- [Work instructions]: Write out exactly the lines below that run from the line containing "and liveness probes" through the last line of the records.

- [Given information]:
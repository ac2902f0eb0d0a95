//! Connection capability provided by a protocol driver

use crate::{QueryResult, Result, Value};
use async_trait::async_trait;
use std::sync::Arc;

/// A physical database connection.
///
/// Wire protocol, row decoding and transport all live behind this trait.
/// The pool only needs to open, probe, and drop connections.
#[async_trait]
pub trait Connection: Send + Sync {
    /// Get the driver name (e.g., "mysql", "postgresql")
    fn driver_name(&self) -> &str;

    /// Perform the handshake with the server
    async fn connect(&self) -> Result<()>;

    /// Check if the connection is still usable
    fn is_connected(&self) -> bool;

    /// Close the connection
    async fn disconnect(&self) -> Result<()>;

    /// Send a plain SQL statement
    async fn send_query(&self, sql: &str) -> Result<QueryResult>;

    /// Send a statement with bound parameters
    async fn send_prepared_statement(&self, sql: &str, params: &[Value]) -> Result<QueryResult>;
}

/// Factory for new, not yet connected, connections.
///
/// `create` may fail before any I/O happens (bad settings, driver refusing
/// to build a connection). Callers treat that the same as a failed connect.
pub trait ConnectionFactory: Send + Sync + 'static {
    /// Create a new connection object
    fn create(&self) -> Result<Arc<dyn Connection>>;
}

impl<T: ConnectionFactory + ?Sized> ConnectionFactory for Arc<T> {
    fn create(&self) -> Result<Arc<dyn Connection>> {
        (**self).create()
    }
}
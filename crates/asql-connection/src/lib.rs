//! asql connection - Pooled clients and the shared client registry
//!
//! This crate turns a driver's connections into pooled, shareable clients:
//!
//! - `ConnectionPool` - Bounded pool with FIFO waiters, retries and liveness probes
//! - `SqlClient` - One pool plus one-shot query and update helpers
//! - `ClientHolder` / `ClientWrapper` - Reference counting around a shared client
//! - `ClientRegistry` - Named shared clients, one namespace per backend

mod client;
mod config;
mod holder;
pub mod pool;
mod registry;
mod wrapper;

#[cfg(test)]
mod testing;

pub use client::SqlClient;
pub use config::ClientConfig;
pub use holder::ClientHolder;
pub use pool::{
    ConnectionPool, PoolConfig, PoolStats, PooledConnection, ProbeError, RetryPolicy,
    probe_connection,
};
pub use registry::ClientRegistry;
pub use wrapper::ClientWrapper;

- [Solution to this exercise]:
//! - `ConnectionPool` - Bounded pool with FIFO waiters, retries and liveness probes
//! - `SqlClient` - One pool plus one-shot query and update helpers
//! - `ClientHolder` / `ClientWrapper` - Reference counting around a shared client
//! - `ClientRegistry` - Named shared clients, one namespace per backend

mod client;
mod config;
mod holder;
pub mod pool;
mod registry;
mod wrapper;

#[cfg(test)]
mod testing;

pub use client::SqlClient;
pub use config::ClientConfig;
pub use holder::ClientHolder;
pub use pool::{
    ConnectionPool, PoolConfig, PoolStats, PooledConnection, ProbeError, RetryPolicy,
    probe_connection,
};
pub use registry::ClientRegistry;
pub use wrapper::ClientWrapper;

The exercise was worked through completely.